- _Problem requirements_: In the lines below, look for "PlanId". Copy each line where it appears.

- _Dataset content_:
*** Block opens ***
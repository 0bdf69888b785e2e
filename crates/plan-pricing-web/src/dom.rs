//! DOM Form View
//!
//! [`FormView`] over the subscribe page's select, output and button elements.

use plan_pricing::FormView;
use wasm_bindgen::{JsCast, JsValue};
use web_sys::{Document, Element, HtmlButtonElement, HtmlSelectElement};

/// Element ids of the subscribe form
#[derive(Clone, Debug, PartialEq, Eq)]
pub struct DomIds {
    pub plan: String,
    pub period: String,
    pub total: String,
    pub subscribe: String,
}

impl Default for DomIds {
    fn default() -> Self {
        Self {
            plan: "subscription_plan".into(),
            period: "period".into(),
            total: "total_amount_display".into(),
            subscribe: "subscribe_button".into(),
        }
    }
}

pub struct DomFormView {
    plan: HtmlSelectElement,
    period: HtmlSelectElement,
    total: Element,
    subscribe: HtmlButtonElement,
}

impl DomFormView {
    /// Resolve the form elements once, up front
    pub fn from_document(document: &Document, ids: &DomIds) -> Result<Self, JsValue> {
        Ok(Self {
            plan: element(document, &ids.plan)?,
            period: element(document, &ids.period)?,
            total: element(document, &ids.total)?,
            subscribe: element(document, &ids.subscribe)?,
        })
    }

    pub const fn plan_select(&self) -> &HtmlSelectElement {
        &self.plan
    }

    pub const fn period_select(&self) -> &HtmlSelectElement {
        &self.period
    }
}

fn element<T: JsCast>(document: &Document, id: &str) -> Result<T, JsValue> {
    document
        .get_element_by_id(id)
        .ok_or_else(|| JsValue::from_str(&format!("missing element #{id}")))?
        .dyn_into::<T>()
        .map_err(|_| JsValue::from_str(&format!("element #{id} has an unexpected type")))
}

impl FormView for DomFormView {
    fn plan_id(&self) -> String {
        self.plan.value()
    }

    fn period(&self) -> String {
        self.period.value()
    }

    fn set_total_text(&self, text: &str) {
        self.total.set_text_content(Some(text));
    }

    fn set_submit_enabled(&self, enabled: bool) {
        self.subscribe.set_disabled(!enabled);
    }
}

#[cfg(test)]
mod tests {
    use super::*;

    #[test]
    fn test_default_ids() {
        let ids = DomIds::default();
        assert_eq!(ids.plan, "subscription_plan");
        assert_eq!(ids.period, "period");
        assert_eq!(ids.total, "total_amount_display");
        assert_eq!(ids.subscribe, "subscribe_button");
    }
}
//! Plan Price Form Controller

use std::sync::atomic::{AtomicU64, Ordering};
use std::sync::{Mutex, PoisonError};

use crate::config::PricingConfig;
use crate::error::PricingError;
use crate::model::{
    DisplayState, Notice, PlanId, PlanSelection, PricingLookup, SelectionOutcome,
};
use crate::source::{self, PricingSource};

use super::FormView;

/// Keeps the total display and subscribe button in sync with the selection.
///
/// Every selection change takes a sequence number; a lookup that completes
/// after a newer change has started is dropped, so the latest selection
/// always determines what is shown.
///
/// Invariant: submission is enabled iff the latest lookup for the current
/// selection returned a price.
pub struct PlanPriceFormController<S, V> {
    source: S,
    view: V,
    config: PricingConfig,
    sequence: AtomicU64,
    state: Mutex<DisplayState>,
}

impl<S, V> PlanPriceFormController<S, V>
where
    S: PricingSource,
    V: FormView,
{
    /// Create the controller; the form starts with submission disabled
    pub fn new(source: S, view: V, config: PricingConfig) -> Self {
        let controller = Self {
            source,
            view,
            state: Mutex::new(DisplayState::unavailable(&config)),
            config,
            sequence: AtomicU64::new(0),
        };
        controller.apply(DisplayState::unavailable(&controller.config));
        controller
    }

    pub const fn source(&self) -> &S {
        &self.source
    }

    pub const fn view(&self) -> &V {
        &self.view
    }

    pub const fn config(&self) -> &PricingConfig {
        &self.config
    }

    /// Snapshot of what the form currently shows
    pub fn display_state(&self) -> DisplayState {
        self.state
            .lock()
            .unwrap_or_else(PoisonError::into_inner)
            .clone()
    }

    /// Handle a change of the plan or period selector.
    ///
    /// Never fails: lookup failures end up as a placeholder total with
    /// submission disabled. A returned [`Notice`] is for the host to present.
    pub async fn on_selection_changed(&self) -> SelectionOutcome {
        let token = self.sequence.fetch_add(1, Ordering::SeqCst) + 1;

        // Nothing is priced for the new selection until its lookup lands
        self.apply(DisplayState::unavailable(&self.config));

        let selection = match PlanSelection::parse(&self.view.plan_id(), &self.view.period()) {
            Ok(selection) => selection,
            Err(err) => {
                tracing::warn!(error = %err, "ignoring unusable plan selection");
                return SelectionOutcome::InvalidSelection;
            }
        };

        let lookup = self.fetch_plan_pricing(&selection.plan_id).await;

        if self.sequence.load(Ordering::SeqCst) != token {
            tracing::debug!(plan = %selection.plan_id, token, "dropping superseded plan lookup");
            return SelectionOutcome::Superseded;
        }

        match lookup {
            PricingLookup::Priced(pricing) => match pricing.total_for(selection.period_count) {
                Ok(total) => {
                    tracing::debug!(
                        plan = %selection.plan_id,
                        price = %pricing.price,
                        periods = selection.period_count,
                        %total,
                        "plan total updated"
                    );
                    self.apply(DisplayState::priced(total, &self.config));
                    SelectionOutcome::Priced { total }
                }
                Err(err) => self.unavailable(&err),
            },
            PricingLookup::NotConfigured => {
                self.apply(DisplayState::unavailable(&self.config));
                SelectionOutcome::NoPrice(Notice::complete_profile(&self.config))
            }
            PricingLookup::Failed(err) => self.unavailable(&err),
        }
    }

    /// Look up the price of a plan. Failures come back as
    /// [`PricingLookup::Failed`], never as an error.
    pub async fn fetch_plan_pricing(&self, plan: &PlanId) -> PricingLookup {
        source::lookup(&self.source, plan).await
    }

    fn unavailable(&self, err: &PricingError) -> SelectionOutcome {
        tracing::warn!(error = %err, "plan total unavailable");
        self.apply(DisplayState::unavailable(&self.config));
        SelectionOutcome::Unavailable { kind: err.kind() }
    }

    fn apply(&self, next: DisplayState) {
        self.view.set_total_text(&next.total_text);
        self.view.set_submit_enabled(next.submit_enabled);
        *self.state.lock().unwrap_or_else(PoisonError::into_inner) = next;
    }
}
*** Block closes ***
*** Block opens ***
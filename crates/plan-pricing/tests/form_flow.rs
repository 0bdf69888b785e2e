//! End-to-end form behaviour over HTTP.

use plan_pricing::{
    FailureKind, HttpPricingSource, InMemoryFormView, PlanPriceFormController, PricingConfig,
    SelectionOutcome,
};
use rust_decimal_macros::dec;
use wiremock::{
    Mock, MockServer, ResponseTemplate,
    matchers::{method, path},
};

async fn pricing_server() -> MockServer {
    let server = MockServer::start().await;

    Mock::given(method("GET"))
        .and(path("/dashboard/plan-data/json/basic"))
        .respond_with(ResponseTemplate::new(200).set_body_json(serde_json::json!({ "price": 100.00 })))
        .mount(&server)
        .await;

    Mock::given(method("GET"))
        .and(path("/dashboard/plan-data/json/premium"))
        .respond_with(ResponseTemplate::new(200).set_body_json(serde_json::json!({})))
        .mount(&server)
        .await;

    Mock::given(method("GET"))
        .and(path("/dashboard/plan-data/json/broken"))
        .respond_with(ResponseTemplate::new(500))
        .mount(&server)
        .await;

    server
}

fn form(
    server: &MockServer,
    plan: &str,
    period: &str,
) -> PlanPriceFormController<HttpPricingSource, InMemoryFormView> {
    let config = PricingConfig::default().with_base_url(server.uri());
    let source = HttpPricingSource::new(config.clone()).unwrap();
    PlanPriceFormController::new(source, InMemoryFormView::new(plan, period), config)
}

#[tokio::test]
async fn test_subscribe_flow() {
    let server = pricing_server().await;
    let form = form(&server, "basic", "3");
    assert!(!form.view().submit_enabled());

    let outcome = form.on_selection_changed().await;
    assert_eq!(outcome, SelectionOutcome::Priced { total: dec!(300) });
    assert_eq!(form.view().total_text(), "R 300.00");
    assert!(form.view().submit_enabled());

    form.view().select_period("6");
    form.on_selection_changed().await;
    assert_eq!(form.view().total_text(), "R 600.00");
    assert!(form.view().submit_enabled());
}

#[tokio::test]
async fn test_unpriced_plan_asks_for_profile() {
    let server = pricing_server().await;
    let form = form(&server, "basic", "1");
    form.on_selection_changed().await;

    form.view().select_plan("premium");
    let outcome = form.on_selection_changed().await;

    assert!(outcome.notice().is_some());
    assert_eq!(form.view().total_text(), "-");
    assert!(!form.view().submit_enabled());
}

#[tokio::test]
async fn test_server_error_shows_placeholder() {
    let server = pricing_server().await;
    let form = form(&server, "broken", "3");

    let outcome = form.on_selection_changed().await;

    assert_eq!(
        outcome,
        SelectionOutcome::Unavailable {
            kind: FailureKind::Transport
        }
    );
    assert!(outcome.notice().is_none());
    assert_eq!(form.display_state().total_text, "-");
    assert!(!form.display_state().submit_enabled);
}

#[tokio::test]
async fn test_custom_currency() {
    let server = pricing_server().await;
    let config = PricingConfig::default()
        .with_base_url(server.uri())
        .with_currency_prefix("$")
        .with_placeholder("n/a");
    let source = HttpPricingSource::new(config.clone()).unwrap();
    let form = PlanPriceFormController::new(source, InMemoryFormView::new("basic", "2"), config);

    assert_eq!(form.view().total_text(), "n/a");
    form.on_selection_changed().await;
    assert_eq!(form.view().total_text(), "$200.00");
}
*** Block closes ***
*** Block opens ***
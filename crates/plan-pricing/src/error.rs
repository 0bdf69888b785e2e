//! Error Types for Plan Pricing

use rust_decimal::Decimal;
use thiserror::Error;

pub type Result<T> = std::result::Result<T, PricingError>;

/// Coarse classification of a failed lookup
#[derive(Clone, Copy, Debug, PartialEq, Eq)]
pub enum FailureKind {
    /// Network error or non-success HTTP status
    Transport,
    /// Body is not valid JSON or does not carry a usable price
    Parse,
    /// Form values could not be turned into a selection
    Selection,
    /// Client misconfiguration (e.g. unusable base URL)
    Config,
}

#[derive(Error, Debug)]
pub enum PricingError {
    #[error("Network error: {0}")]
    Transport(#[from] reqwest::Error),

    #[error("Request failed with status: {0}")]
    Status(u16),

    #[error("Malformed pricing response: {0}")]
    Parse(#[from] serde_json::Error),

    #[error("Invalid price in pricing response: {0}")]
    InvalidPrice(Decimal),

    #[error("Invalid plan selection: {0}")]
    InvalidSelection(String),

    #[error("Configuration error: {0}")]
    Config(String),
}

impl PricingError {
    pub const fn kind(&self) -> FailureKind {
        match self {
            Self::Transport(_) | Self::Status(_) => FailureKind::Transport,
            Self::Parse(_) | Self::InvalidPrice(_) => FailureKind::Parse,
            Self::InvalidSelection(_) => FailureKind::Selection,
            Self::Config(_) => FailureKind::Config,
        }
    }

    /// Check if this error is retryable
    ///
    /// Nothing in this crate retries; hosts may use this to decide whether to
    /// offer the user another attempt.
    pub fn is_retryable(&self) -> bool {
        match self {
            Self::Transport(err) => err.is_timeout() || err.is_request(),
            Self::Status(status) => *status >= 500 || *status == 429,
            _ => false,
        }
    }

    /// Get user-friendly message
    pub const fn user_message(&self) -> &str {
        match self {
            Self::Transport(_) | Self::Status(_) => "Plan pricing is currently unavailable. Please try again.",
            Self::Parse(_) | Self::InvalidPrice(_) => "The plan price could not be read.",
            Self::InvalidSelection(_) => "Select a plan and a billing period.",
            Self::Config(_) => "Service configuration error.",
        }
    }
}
*** Block closes ***
- _Reply_:
    DisplayState, Notice, PlanId, PlanSelection, PricingLookup, SelectionOutcome,
    pub async fn fetch_plan_pricing(&self, plan: &PlanId) -> PricingLookup {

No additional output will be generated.